** Opening Exercise data block **

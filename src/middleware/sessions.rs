//! Session registration.
//!
//! The pipeline hands the [`SessionRegistrar`] the application handle and the
//! configuration; what it attaches is its own business. The default
//! [`MemorySessions`] keeps session data in process memory, keyed by a
//! cookie, and exposes a [`Session`] handle as a request extension.
//!
//! A cookie is only issued once something was written to a new session, so
//! anonymous traffic never creates server-side state. With `max_age_secs`
//! set, a stored session expires together with its cookie: expired entries
//! read as unknown and are swept whenever a new session is stored.

use std::collections::HashMap;
use std::sync::atomic::{AtomicBool, Ordering};
use std::sync::{Arc, Mutex};
use std::time::{Duration, Instant};

use axum::{
    extract::{Request, State},
    http::{header, HeaderMap, HeaderValue},
    middleware::{self, Next},
    response::Response,
    BoxError,
};
use dashmap::DashMap;
use serde::{de::DeserializeOwned, Serialize};
use serde_json::{Map, Value};
use uuid::Uuid;

use crate::config::HttpConfig;
use crate::http::App;

/// Registers session support on the application during init.
pub trait SessionRegistrar: Send + Sync + 'static {
    fn register(&self, app: &mut App, config: &HttpConfig) -> Result<(), BoxError>;
}

#[derive(Debug, Clone)]
struct StoredSession {
    data: Map<String, Value>,
    expires_at: Option<Instant>,
}

impl StoredSession {
    fn is_expired(&self, now: Instant) -> bool {
        self.expires_at.is_some_and(|at| at <= now)
    }
}

type Store = DashMap<String, StoredSession>;

/// Cookie-keyed in-memory session store.
#[derive(Debug, Clone, Default)]
pub struct MemorySessions {
    store: Arc<Store>,
}

impl MemorySessions {
    pub fn new() -> Self {
        Self::default()
    }

    /// Number of stored sessions.
    pub fn len(&self) -> usize {
        self.store.len()
    }

    pub fn is_empty(&self) -> bool {
        self.store.is_empty()
    }

    /// Drop every expired session. Returns how many were removed.
    pub fn sweep(&self) -> usize {
        sweep(&self.store, Instant::now())
    }
}

fn sweep(store: &Store, now: Instant) -> usize {
    let before = store.len();
    store.retain(|_, session| !session.is_expired(now));
    let removed = before.saturating_sub(store.len());
    if removed > 0 {
        tracing::debug!(removed, "expired sessions swept");
    }
    removed
}

impl SessionRegistrar for MemorySessions {
    fn register(&self, app: &mut App, config: &HttpConfig) -> Result<(), BoxError> {
        if !config.session.enabled {
            return Ok(());
        }
        let state = SessionState {
            store: self.store.clone(),
            cookie_name: Arc::from(config.session.cookie_name.as_str()),
            max_age_secs: config.session.max_age_secs,
        };
        app.use_layer("sessions", middleware::from_fn_with_state(state, load_session));
        Ok(())
    }
}

#[derive(Clone)]
struct SessionState {
    store: Arc<Store>,
    cookie_name: Arc<str>,
    max_age_secs: Option<u64>,
}

impl SessionState {
    fn expires_at(&self, now: Instant) -> Option<Instant> {
        self.max_age_secs.map(|secs| now + Duration::from_secs(secs))
    }
}

/// Session data for the current request.
#[derive(Debug, Clone)]
pub struct Session {
    inner: Arc<SessionInner>,
}

#[derive(Debug)]
struct SessionInner {
    id: String,
    is_new: bool,
    dirty: AtomicBool,
    data: Mutex<Map<String, Value>>,
}

impl Session {
    fn new(id: String, is_new: bool, data: Map<String, Value>) -> Self {
        Self {
            inner: Arc::new(SessionInner {
                id,
                is_new,
                dirty: AtomicBool::new(false),
                data: Mutex::new(data),
            }),
        }
    }

    pub fn id(&self) -> &str {
        &self.inner.id
    }

    /// True when the client did not present a known session cookie.
    pub fn is_new(&self) -> bool {
        self.inner.is_new
    }

    pub fn get<T: DeserializeOwned>(&self, key: &str) -> Option<T> {
        let data = self.inner.data.lock().expect("session mutex poisoned");
        data.get(key)
            .and_then(|value| serde_json::from_value(value.clone()).ok())
    }

    pub fn insert<T: Serialize>(
        &self,
        key: impl Into<String>,
        value: T,
    ) -> Result<(), serde_json::Error> {
        let value = serde_json::to_value(value)?;
        self.inner
            .data
            .lock()
            .expect("session mutex poisoned")
            .insert(key.into(), value);
        self.inner.dirty.store(true, Ordering::Release);
        Ok(())
    }

    pub fn remove(&self, key: &str) -> Option<Value> {
        let removed = self
            .inner
            .data
            .lock()
            .expect("session mutex poisoned")
            .remove(key);
        if removed.is_some() {
            self.inner.dirty.store(true, Ordering::Release);
        }
        removed
    }

    fn take_changes(&self) -> Option<Map<String, Value>> {
        if !self.inner.dirty.swap(false, Ordering::AcqRel) {
            return None;
        }
        Some(self.inner.data.lock().expect("session mutex poisoned").clone())
    }
}

/// Cookie values from every `Cookie` header, by name.
fn parse_cookies(headers: &HeaderMap) -> HashMap<&str, &str> {
    headers
        .get_all(header::COOKIE)
        .iter()
        .filter_map(|value| value.to_str().ok())
        .flat_map(|value| value.split(';'))
        .filter_map(|pair| pair.trim().split_once('='))
        .map(|(name, value)| (name.trim(), value.trim()))
        .collect()
}

async fn load_session(
    State(state): State<SessionState>,
    mut request: Request,
    next: Next,
) -> Response {
    let now = Instant::now();
    let known = parse_cookies(request.headers())
        .get(&*state.cookie_name)
        .and_then(|id| {
            let stored = state.store.get(*id)?.clone();
            if stored.is_expired(now) {
                state.store.remove(*id);
                return None;
            }
            Some((id.to_string(), stored.data))
        });

    let session = match known {
        Some((id, data)) => Session::new(id, false, data),
        None => Session::new(Uuid::new_v4().simple().to_string(), true, Map::new()),
    };
    request.extensions_mut().insert(session.clone());

    let mut response = next.run(request).await;

    let Some(data) = session.take_changes() else {
        return response;
    };

    if !session.is_new() {
        state
            .store
            .entry(session.id().to_owned())
            .and_modify(|stored| stored.data = data.clone())
            .or_insert_with(|| StoredSession {
                data,
                expires_at: state.expires_at(Instant::now()),
            });
        return response;
    }

    let now = Instant::now();
    sweep(&state.store, now);
    state.store.insert(
        session.id().to_owned(),
        StoredSession {
            data,
            expires_at: state.expires_at(now),
        },
    );

    let mut cookie = format!("{}={}; Path=/; HttpOnly", state.cookie_name, session.id());
    if let Some(max_age) = state.max_age_secs {
        cookie.push_str(&format!("; Max-Age={max_age}"));
    }
    match HeaderValue::from_str(&cookie) {
        Ok(value) => {
            response.headers_mut().append(header::SET_COOKIE, value);
        }
        Err(e) => tracing::warn!(error = %e, "session cookie not representable"),
    }
    response
}

#[cfg(test)]
mod tests {
    use super::*;
    use axum::{body::Body, extract::Extension, routing::get, Router};
    use tower::ServiceExt;

    fn app(sessions: &MemorySessions, max_age: Option<u64>) -> crate::http::AppService {
        let mut config = HttpConfig::new(0);
        config.session.enabled = true;
        config.session.max_age_secs = max_age;

        let mut app = App::new();
        sessions.register(&mut app, &config).unwrap();
        app.mount(
            Router::new()
                .route(
                    "/login",
                    get(|Extension(session): Extension<Session>| async move {
                        session.insert("user", "ada").unwrap();
                        "ok"
                    }),
                )
                .route(
                    "/me",
                    get(|Extension(session): Extension<Session>| async move {
                        session.get::<String>("user").unwrap_or_else(|| "anonymous".into())
                    }),
                ),
        );
        app.into_service()
    }

    async fn text(response: Response) -> String {
        let bytes = axum::body::to_bytes(response.into_body(), 256).await.unwrap();
        String::from_utf8(bytes.to_vec()).unwrap()
    }

    #[test]
    fn disabled_sessions_attach_nothing() {
        let mut app = App::new();
        MemorySessions::new()
            .register(&mut app, &HttpConfig::new(0))
            .unwrap();
        assert!(app.attached().is_empty());
    }

    #[tokio::test]
    async fn reads_do_not_create_sessions() {
        let sessions = MemorySessions::new();
        let response = app(&sessions, None)
            .oneshot(Request::builder().uri("/me").body(Body::empty()).unwrap())
            .await
            .unwrap();
        assert!(!response.headers().contains_key(header::SET_COOKIE));
        assert_eq!(text(response).await, "anonymous");
        assert!(sessions.is_empty());
    }

    #[tokio::test]
    async fn written_session_round_trips_through_cookie() {
        let sessions = MemorySessions::new();
        let service = app(&sessions, Some(60));

        let login = service
            .clone()
            .oneshot(Request::builder().uri("/login").body(Body::empty()).unwrap())
            .await
            .unwrap();
        let set_cookie = login.headers()[header::SET_COOKIE].to_str().unwrap().to_owned();
        assert!(set_cookie.starts_with("sand.sid="));
        assert!(set_cookie.contains("HttpOnly"));
        assert!(set_cookie.ends_with("Max-Age=60"));
        assert_eq!(sessions.len(), 1);

        let cookie = set_cookie.split(';').next().unwrap().to_owned();
        let me = service
            .oneshot(
                Request::builder()
                    .uri("/me")
                    .header(header::COOKIE, format!("theme=dark; {cookie}"))
                    .body(Body::empty())
                    .unwrap(),
            )
            .await
            .unwrap();
        assert!(!me.headers().contains_key(header::SET_COOKIE));
        assert_eq!(text(me).await, "ada");
    }

    #[tokio::test]
    async fn expired_sessions_are_forgotten_and_swept() {
        let sessions = MemorySessions::new();
        let service = app(&sessions, Some(1));

        let mut cookies = Vec::new();
        for _ in 0..20 {
            let login = service
                .clone()
                .oneshot(Request::builder().uri("/login").body(Body::empty()).unwrap())
                .await
                .unwrap();
            let set_cookie = login.headers()[header::SET_COOKIE].to_str().unwrap();
            cookies.push(set_cookie.split(';').next().unwrap().to_owned());
        }
        assert_eq!(sessions.len(), 20);

        tokio::time::sleep(Duration::from_millis(1100)).await;

        let me = service
            .clone()
            .oneshot(
                Request::builder()
                    .uri("/me")
                    .header(header::COOKIE, cookies.last().unwrap().as_str())
                    .body(Body::empty())
                    .unwrap(),
            )
            .await
            .unwrap();
        assert_eq!(text(me).await, "anonymous");
        assert_eq!(sessions.len(), 19);

        // Storing a fresh session clears out the rest.
        service
            .oneshot(Request::builder().uri("/login").body(Body::empty()).unwrap())
            .await
            .unwrap();
        assert_eq!(sessions.len(), 1);
    }

    #[test]
    fn sessions_without_max_age_never_expire() {
        let sessions = MemorySessions::new();
        sessions.store.insert(
            "id".into(),
            StoredSession {
                data: Map::new(),
                expires_at: None,
            },
        );
        assert_eq!(sessions.sweep(), 0);
        assert_eq!(sessions.len(), 1);
    }

    #[test]
    fn parses_multiple_cookie_headers() {
        let mut headers = HeaderMap::new();
        headers.append(header::COOKIE, HeaderValue::from_static("a=1; b=2"));
        headers.append(header::COOKIE, HeaderValue::from_static("c = 3"));
        let cookies = parse_cookies(&headers);
        assert_eq!(cookies.get("b"), Some(&"2"));
        assert_eq!(cookies.get("c"), Some(&"3"));
    }
}
//! View rendering.
//!
//! When `view.enabled` is set, the grain registers a [`Views`] handle as a
//! request extension just before the router, so handlers can render named
//! templates. The engine itself is pluggable through [`ViewEngine`]; the
//! default is [`MiniJinjaEngine`] reading templates from `view.directory`.

use std::path::{Path, PathBuf};
use std::sync::Arc;

use axum::response::{Html, IntoResponse, Response};
use minijinja::Environment;
use serde_json::Value;
use thiserror::Error;

use crate::config::ViewConfig;
use crate::http::{response, App};

/// Template lookup and render failures.
#[derive(Debug, Error)]
pub enum ViewError {
    #[error("view directory {} does not exist", .0.display())]
    MissingDirectory(PathBuf),

    #[error("failed to render view {name}: {source}")]
    Render {
        name: String,
        #[source]
        source: minijinja::Error,
    },
}

impl IntoResponse for ViewError {
    fn into_response(self) -> Response {
        tracing::error!(error = %self, "view rendering failed");
        response::internal_error()
    }
}

/// Renders a named view with a JSON context.
pub trait ViewEngine: Send + Sync + 'static {
    fn render(&self, name: &str, context: &Value) -> Result<String, ViewError>;
}

/// Jinja-style templates loaded from a directory.
#[derive(Debug)]
pub struct MiniJinjaEngine {
    env: Environment<'static>,
    extension: String,
}

impl MiniJinjaEngine {
    pub fn new(config: &ViewConfig) -> Result<Self, ViewError> {
        let directory = Path::new(&config.directory);
        if !directory.is_dir() {
            return Err(ViewError::MissingDirectory(directory.to_path_buf()));
        }
        let mut env = Environment::new();
        env.set_loader(minijinja::path_loader(directory));
        Ok(Self {
            env,
            extension: config.extension.trim_start_matches('.').to_string(),
        })
    }

    /// Template file name for a view: `name` as given if it has an
    /// extension, otherwise `name.<extension>`.
    fn template_name(&self, name: &str) -> String {
        let file = name.rsplit('/').next().unwrap_or(name);
        if file.contains('.') || self.extension.is_empty() {
            name.to_string()
        } else {
            format!("{name}.{}", self.extension)
        }
    }
}

impl ViewEngine for MiniJinjaEngine {
    fn render(&self, name: &str, context: &Value) -> Result<String, ViewError> {
        let render_error = |source: minijinja::Error| ViewError::Render {
            name: name.to_string(),
            source,
        };
        self.env
            .get_template(&self.template_name(name))
            .and_then(|template| template.render(context))
            .map_err(render_error)
    }
}

/// Handle to the registered view engine, available as a request extension.
#[derive(Clone)]
pub struct Views {
    engine: Arc<dyn ViewEngine>,
}

impl Views {
    pub fn new(engine: Arc<dyn ViewEngine>) -> Self {
        Self { engine }
    }

    /// Render `name` as an HTML response body.
    pub fn render(&self, name: &str, context: &Value) -> Result<Html<String>, ViewError> {
        self.engine.render(name, context).map(Html)
    }
}

impl std::fmt::Debug for Views {
    fn fmt(&self, f: &mut std::fmt::Formatter<'_>) -> std::fmt::Result {
        f.debug_struct("Views").finish_non_exhaustive()
    }
}

/// Register `engine` on the application.
pub fn register(app: &mut App, engine: Arc<dyn ViewEngine>) {
    app.use_layer("views", axum::Extension(Views::new(engine)));
}

#[cfg(test)]
mod tests {
    use super::*;
    use axum::{body::Body, extract::{Extension, Request}, http::StatusCode, routing::get, Router};
    use serde_json::json;
    use tower::ServiceExt;

    fn engine(dir: &tempfile::TempDir) -> MiniJinjaEngine {
        std::fs::write(dir.path().join("hello.html"), "<p>Hello {{ name }}!</p>").unwrap();
        MiniJinjaEngine::new(&ViewConfig {
            enabled: true,
            directory: dir.path().to_str().unwrap().to_string(),
            extension: "html".to_string(),
        })
        .unwrap()
    }

    #[test]
    fn renders_with_default_extension() {
        let dir = tempfile::tempdir().unwrap();
        let engine = engine(&dir);
        let html = engine.render("hello", &json!({"name": "Sand"})).unwrap();
        assert_eq!(html, "<p>Hello Sand!</p>");
        assert_eq!(engine.render("hello.html", &json!({"name": "x"})).unwrap(), "<p>Hello x!</p>");
    }

    #[test]
    fn missing_template_is_an_error() {
        let dir = tempfile::tempdir().unwrap();
        let err = engine(&dir).render("absent", &json!({})).unwrap_err();
        assert!(matches!(err, ViewError::Render { ref name, .. } if name == "absent"));
    }

    #[test]
    fn missing_directory_is_rejected() {
        let err = MiniJinjaEngine::new(&ViewConfig {
            enabled: true,
            directory: "/definitely/not/here".to_string(),
            extension: "html".to_string(),
        })
        .unwrap_err();
        assert!(matches!(err, ViewError::MissingDirectory(_)));
    }

    #[tokio::test]
    async fn handlers_render_through_the_extension() {
        let dir = tempfile::tempdir().unwrap();
        let mut app = App::new();
        register(&mut app, Arc::new(engine(&dir)));
        app.mount(
            Router::new()
                .route(
                    "/",
                    get(|Extension(views): Extension<Views>| async move {
                        views.render("hello", &json!({"name": "route"}))
                    }),
                )
                .route(
                    "/broken",
                    get(|Extension(views): Extension<Views>| async move {
                        views.render("nope", &json!({}))
                    }),
                ),
        );
        let service = app.into_service();

        let ok = service
            .clone()
            .oneshot(Request::builder().uri("/").body(Body::empty()).unwrap())
            .await
            .unwrap();
        let body = axum::body::to_bytes(ok.into_body(), 256).await.unwrap();
        assert_eq!(&body[..], b"<p>Hello route!</p>");

        let broken = service
            .oneshot(Request::builder().uri("/broken").body(Body::empty()).unwrap())
            .await
            .unwrap();
        assert_eq!(broken.status(), StatusCode::INTERNAL_SERVER_ERROR);
    }
}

** Closing Exercise data block **

▶ [Activity] Check each line of the records for the word "ViewEngine" and extract those that contain it.

▶ [Answer to this problem]
//! templates. The engine itself is pluggable through [`ViewEngine`]; the
pub trait ViewEngine: Send + Sync + 'static {
impl ViewEngine for MiniJinjaEngine {
    engine: Arc<dyn ViewEngine>,
    pub fn new(engine: Arc<dyn ViewEngine>) -> Self {
pub fn register(app: &mut App, engine: Arc<dyn ViewEngine>) {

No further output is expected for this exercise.